S. Maharajan, J.
1. This is an appeal against the order of the Motor Accidents Claims Tribuna , Salem dismissing a claim made Under Section 100-A of the Motor Vehicles Act for compensation of Rs. 50,000 for the death of one K. S. Loganathan in a tractor accident. The accident took place on 21st October, 1969, while Loganathan was ploughing his mother's and with the tractor, owned by his father Sundaram and insured by him with the Life Insurance Corporation of India. The claimants who are the widow, daughter and mother of the deceased, alleged in the petition that, without any rashness or negligence on the part of Loganathan, the vehicle turned turtle suddenly at 1 p.M. on the date in question, with the result Loganathan fell down and was crushed to death by the tractor. It was a eged in the petition that the accident was due to mechanical defect in the vehicle. Sundaram the father of the deceased, remained ex parte.

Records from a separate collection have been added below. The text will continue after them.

//! Route handlers
//!
//! All HTTP request handlers organized by surface.

pub mod admin;
pub mod ajax;
pub mod filters;
pub mod health;
pub mod reactions;
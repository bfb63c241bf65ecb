//! Host publication joined with its reaction count

use chrono::{DateTime, Utc};
use sqlx::FromRow;

/// Row returned by the most-reacted ranking query
#[derive(Debug, Clone, FromRow)]
pub struct ReactedPublicationModel {
    pub id: i64,
    pub post_type: String,
    pub post_title: String,
    pub post_status: String,
    pub post_date: Option<DateTime<Utc>>,
    pub reaction_count: i64,
}
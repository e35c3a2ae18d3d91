//! Configuration file parsing (`adze.toml`).
//!
//! Looked up in the working directory first, then `~/.adze/config.toml`.
//! Everything is optional; a missing file is an empty config.

use anyhow::{Context, Result};
use serde::Deserialize;
use std::fs;
use std::path::PathBuf;

pub const CONFIG_FILE: &str = "adze.toml";

#[derive(Deserialize, Debug, Default)]
pub struct AdzeConfig {
    pub build: Option<BuildConfig>,
    pub walk: Option<WalkConfig>,
}

#[derive(Deserialize, Debug, Default)]
pub struct BuildConfig {
    /// CMake generator name.
    pub generator: Option<String>,
    /// Build directory root.
    pub build_root: Option<PathBuf>,
    /// Compiler exported via CC/CXX (clang or gcc).
    pub compiler: Option<String>,
}

#[derive(Deserialize, Debug, Default)]
pub struct WalkConfig {
    /// Patterns merged into every `adze list` ignore set.
    #[serde(default)]
    pub ignore: Vec<String>,
}

fn config_path() -> Option<PathBuf> {
    let local = PathBuf::from(CONFIG_FILE);
    if local.exists() {
        return Some(local);
    }
    dirs::home_dir()
        .map(|home| home.join(".adze").join("config.toml"))
        .filter(|path| path.exists())
}

pub fn load() -> Result<AdzeConfig> {
    let Some(path) = config_path() else {
        return Ok(AdzeConfig::default());
    };
    let raw = fs::read_to_string(&path)
        .with_context(|| format!("failed to read {}", path.display()))?;
    toml::from_str(&raw).with_context(|| format!("failed to parse {}", path.display()))
}

#[cfg(test)]
mod tests {
    use super::*;

    #[test]
    fn parses_a_full_config() {
        let raw = r#"
[build]
generator = "Ninja"
build_root = "_build"
compiler = "clang"

[walk]
ignore = ["\\.git", "build"]
"#;
        let config: AdzeConfig = toml::from_str(raw).unwrap();
        let build = config.build.unwrap();
        assert_eq!(build.generator.as_deref(), Some("Ninja"));
        assert_eq!(build.build_root, Some(PathBuf::from("_build")));
        assert_eq!(config.walk.unwrap().ignore.len(), 2);
    }

    #[test]
    fn empty_config_is_fine() {
        let config: AdzeConfig = toml::from_str("").unwrap();
        assert!(config.build.is_none());
        assert!(config.walk.is_none());
    }
}
//! System package manager abstraction.
//!
//! A thin middleman over whatever the platform ships: apt-get on Linux,
//! Chocolatey on Windows (the GitHub Windows runners have choco
//! preinstalled). Install output is appended to a log file in the working
//! directory instead of flooding the terminal.

use std::fs::OpenOptions;
use std::io;
use std::process::{Command, Stdio};
use thiserror::Error;

const INSTALL_LOG: &str = "adze-install.log";

#[derive(Debug, Error)]
pub enum PacmanError {
    #[error("unsupported platform for package management")]
    UnsupportedPlatform,

    #[error("failed to launch {manager}")]
    Launch {
        manager: &'static str,
        #[source]
        source: io::Error,
    },

    #[error("cannot open install log")]
    Log(#[source] io::Error),
}

pub trait PackageManager {
    fn name(&self) -> &'static str;

    /// Install a package; `Ok(false)` means the manager reported failure.
    fn install(&self, package: &str) -> Result<bool, PacmanError>;

    /// Search for a package, returning the manager's raw listing.
    fn search(&self, package: &str) -> Result<String, PacmanError>;
}

fn open_install_log() -> Result<std::fs::File, PacmanError> {
    OpenOptions::new()
        .create(true)
        .append(true)
        .open(INSTALL_LOG)
        .map_err(PacmanError::Log)
}

fn run_install(manager: &'static str, args: &[&str]) -> Result<bool, PacmanError> {
    let log = open_install_log()?;
    let status = Command::new(manager)
        .args(args)
        .stdout(Stdio::from(log))
        .status()
        .map_err(|source| PacmanError::Launch { manager, source })?;
    Ok(status.success())
}

fn run_search(manager: &'static str, args: &[&str]) -> Result<String, PacmanError> {
    let output = Command::new(manager)
        .args(args)
        .output()
        .map_err(|source| PacmanError::Launch { manager, source })?;
    Ok(String::from_utf8_lossy(&output.stdout).into_owned())
}

pub struct AptGet;

impl PackageManager for AptGet {
    fn name(&self) -> &'static str {
        "apt-get"
    }

    fn install(&self, package: &str) -> Result<bool, PacmanError> {
        run_install("apt-get", &["install", "-y", package])
    }

    fn search(&self, package: &str) -> Result<String, PacmanError> {
        run_search("apt-cache", &["search", package])
    }
}

pub struct Choco;

impl PackageManager for Choco {
    fn name(&self) -> &'static str {
        "choco"
    }

    fn install(&self, package: &str) -> Result<bool, PacmanError> {
        run_install("choco", &["install", "-y", package])
    }

    fn search(&self, package: &str) -> Result<String, PacmanError> {
        run_search("choco", &["search", package])
    }
}

/// Pick the package manager for the current platform.
pub fn detect() -> Result<Box<dyn PackageManager>, PacmanError> {
    if cfg!(target_os = "linux") {
        Ok(Box::new(AptGet))
    } else if cfg!(windows) {
        Ok(Box::new(Choco))
    } else {
        Err(PacmanError::UnsupportedPlatform)
    }
}

#[cfg(test)]
mod tests {
    use super::*;

    #[test]
    fn detection_matches_platform() {
        match detect() {
            Ok(manager) => {
                assert!(matches!(manager.name(), "apt-get" | "choco"));
            }
            Err(PacmanError::UnsupportedPlatform) => {
                assert!(!cfg!(target_os = "linux") && !cfg!(windows));
            }
            Err(other) => panic!("unexpected error: {other}"),
        }
    }
}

2. The Insurance Company filed a counter raising several objections, one of which was that the accident had been brought about by the rashness and negligence of Loganathan, who was driving the tractor. The other contention was that the accident had taken place in a private land and the petition was not therefore maintainable Under Section 95 (1) read with Section 2 (24) of the Motor Vehicles Act. Objections were raised to the maintainability of the petition before the Claims Tribunal on the ground that the petition would lie under the Workmen's Compenation Act before the Commissioner and not before the Claims Tribunal.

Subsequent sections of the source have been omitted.